Freight pilferage was also a problem. On the next to the last trip prior to July 21, 1904, so much freight was stolen off Dispatch that the loss to the company exceeded the amount received for delivering the freight. A local newspaper expressed dismay that these incidents were becoming more frequent, adding that "Salem [the location of the state penitentiary] has a proper retreat for such characters, and they should be forced to emigrate there and be properly attired."

==Mechanical problems==

Dispatch and Favorite at Coquille City circa 1910

Dispatch was out of service from the fall of 1907 to the spring of 1908 because of mechanical problems. On October 17, 1907, it was reported that Dispatch had been out of service "for some time" waiting for new boilers to arrive from San Francisco. The old boilers had been condemned by the steamboat inspectors. Dispatch had been kept at a dock pending delivery of the boilers, but the week before the October 17 report, it had been necessary to tow the boat upriver to free up the wharf space for active vessels.

On March 28, 1908, it was reported that the new boiler had been placed into Dispatch, and the connections were in the process of being made. The boat was being repainted in white trimmed with red. The new boiler was larger than the old one, and was expected to drive the vessel at a greater speed. The boat was expected to be back in operation by April 1, 1908, or a few days later.
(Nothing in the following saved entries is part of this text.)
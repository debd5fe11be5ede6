use ferrous_resolve_domain::Config;
use tracing_subscriber::EnvFilter;

/// Installs the global subscriber. `RUST_LOG` takes precedence over the
/// configured level; output goes to stderr so answers stay on stdout.
pub fn init_logging(config: &Config) {
    let filter = EnvFilter::try_from_default_env()
        .unwrap_or_else(|_| EnvFilter::new(&config.logging.level));

    let builder = tracing_subscriber::fmt()
        .with_env_filter(filter)
        .with_writer(std::io::stderr)
        .with_target(false);

    if config.logging.json {
        builder.json().init();
    } else {
        builder.init();
    }
}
By May 10, 1908, Dispatch was back in service, being scheduled that day to pick up a train-load of excursionists from Marshfield at Cedar Point, transport them to Bandon, arriving at 10:45 a.m., and then depart Bandon at 5:00 to return to Cedar Point to catch the train back to Marshfield.
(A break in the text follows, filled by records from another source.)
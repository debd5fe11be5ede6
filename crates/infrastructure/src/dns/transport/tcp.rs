//! DNS over TCP (RFC 1035 §4.2.2).
//!
//! Each message is preceded by its length as a 2-byte big-endian integer.
//! A fresh connection is opened per request.

use super::transport_error;
use bytes::{BufMut, Bytes, BytesMut};
use ferrous_resolve_application::{ClientRequest, ClientResponse, RequestResolver};
use ferrous_resolve_domain::DomainError;
use std::io::{ErrorKind, Read, Write};
use std::net::{SocketAddr, TcpStream};
use std::time::Duration;
use tracing::debug;

const LENGTH_PREFIX_SIZE: usize = 2;

pub struct TcpResolver {
    timeout: Duration,
}

impl TcpResolver {
    pub fn new(timeout: Duration) -> Self {
        Self { timeout }
    }

    fn connect(&self, server: SocketAddr) -> Result<TcpStream, DomainError> {
        let stream = TcpStream::connect_timeout(&server, self.timeout)
            .map_err(|e| transport_error(server, e))?;
        stream
            .set_read_timeout(Some(self.timeout))
            .and_then(|_| stream.set_write_timeout(Some(self.timeout)))
            .and_then(|_| stream.set_nodelay(true))
            .map_err(|e| transport_error(server, e))?;
        Ok(stream)
    }
}

impl RequestResolver for TcpResolver {
    fn resolve(&self, request: &ClientRequest) -> Result<ClientResponse, DomainError> {
        let server = request.destination();
        let message = request.to_bytes()?;

        let mut stream = self.connect(server)?;
        write_with_length_prefix(&mut stream, server, &message)?;
        debug!(server = %server, message_len = message.len(), "TCP query sent");

        let raw = read_with_length_prefix(&mut stream, server)?;
        debug!(server = %server, response_len = raw.len(), "TCP response received");

        ClientResponse::from_bytes(server, raw)
    }

    fn protocol_name(&self) -> &'static str {
        "TCP"
    }
}

pub(crate) fn write_with_length_prefix<S>(
    stream: &mut S,
    server: SocketAddr,
    message: &[u8],
) -> Result<(), DomainError>
where
    S: Write,
{
    let length = u16::try_from(message.len()).map_err(|_| {
        DomainError::InvalidMessage(format!(
            "message of {} bytes does not fit a TCP length prefix",
            message.len()
        ))
    })?;

    let mut framed = BytesMut::with_capacity(LENGTH_PREFIX_SIZE + message.len());
    framed.put_u16(length);
    framed.put_slice(message);

    stream
        .write_all(&framed)
        .and_then(|_| stream.flush())
        .map_err(|e| transport_error(server, e))
}

/// Reads one length-prefixed message, failing with
/// `UnexpectedEndOfStream` if the peer closes before it is complete.
pub(crate) fn read_with_length_prefix<S>(
    stream: &mut S,
    server: SocketAddr,
) -> Result<Bytes, DomainError>
where
    S: Read,
{
    let mut len_buf = [0u8; LENGTH_PREFIX_SIZE];
    read_full(stream, server, &mut len_buf)?;

    let response_len = u16::from_be_bytes(len_buf) as usize;
    let mut response = vec![0u8; response_len];
    read_full(stream, server, &mut response)?;

    Ok(Bytes::from(response))
}

fn read_full<S>(stream: &mut S, server: SocketAddr, buf: &mut [u8]) -> Result<(), DomainError>
where
    S: Read,
{
    let mut received = 0;
    while received < buf.len() {
        match stream.read(&mut buf[received..]) {
            Ok(0) => {
                return Err(DomainError::UnexpectedEndOfStream {
                    expected: buf.len(),
                    received,
                })
            }
            Ok(n) => received += n,
            Err(e) if e.kind() == ErrorKind::Interrupted => continue,
            Err(e) => return Err(transport_error(server, e)),
        }
    }
    Ok(())
}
Late in the afternoon of Saturday November 7, 1908, near Prosper, Oregon, a shaft pin, which connected the sternwheel's driving arm to the wheel itself, broke while Dispatch was underway, causing severe damage, estimated at $1,000, before the machinery could be halted. No one was injured, which was reported to have been "almost miraculous." It was initially estimated that it would take at least six weeks to repair the damage. The sternwheel steamer Liberty was called on to take over Dispatchs run on the Coquille River, which resulted in a delay of Libertys then-scheduled transfer to Coos Bay service.

==Fire at shingle mill==
On the afternoon of the Wednesday before June 13, 1916, at about 4:00 pm, fire broke out in the boiler room of the Kruse shingle mill, on the river near Prosper. Dispatch had just left the dock at Prosper when the fire was observed. The boat came alongside the mill and fought the fire with the on-board fire fighting equipment. Although there was some damage from the fire, the prompt intervention of Dispatch prevented the fire from spreading throughout the mill.
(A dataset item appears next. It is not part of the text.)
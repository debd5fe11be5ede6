mod request;
mod response;

pub use request::ClientRequest;
pub use response::ClientResponse;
==Collision with Telegraph==
On January 22, 1917, near Prosper, the sternwheeler Telegraph, under the command of Capt. Allan R. Panter, collided with Dispatch. Capt. Thomas O. White, of Dispatch, attributed the collision to "'pure cussedness'", apparently on the part of Captain Panter. As a result of this collision the license of Captain Panter was suspended for thirty days. About a year previously, Captain Panter's license had been suspended for 18 months, but the suspension time had been reduced following Panter's appeal. There had been a number of similar incidents on the river, and rivalry between the competing steamboat lines was thought to be the principal reason for the Coquille River cases being investigated by the steamboat inspectors.

==Loss of a crewman==
On March 22, 1920, the drowning of a Dispatch crewman was reported. D.A. Davis, age 19, fell off the boat while milk was being loaded at the Walstrom wharf. No one saw him fall into the water, and he was not noticed missing until someone saw him disappear below the water's surface, 100 feet away from the boat, having been washed there by the tide.

==Transfer to Coos Bay==
After 1920, Dispatch was transferred to Coos Bay and operated out of Marshfield under the name John Wildi.

==Modern cultural depiction==
Murals showing Dispatch, Coquille and other Coquille River steamboats were painted on the exterior walls of the Coquille City Hall in 1997.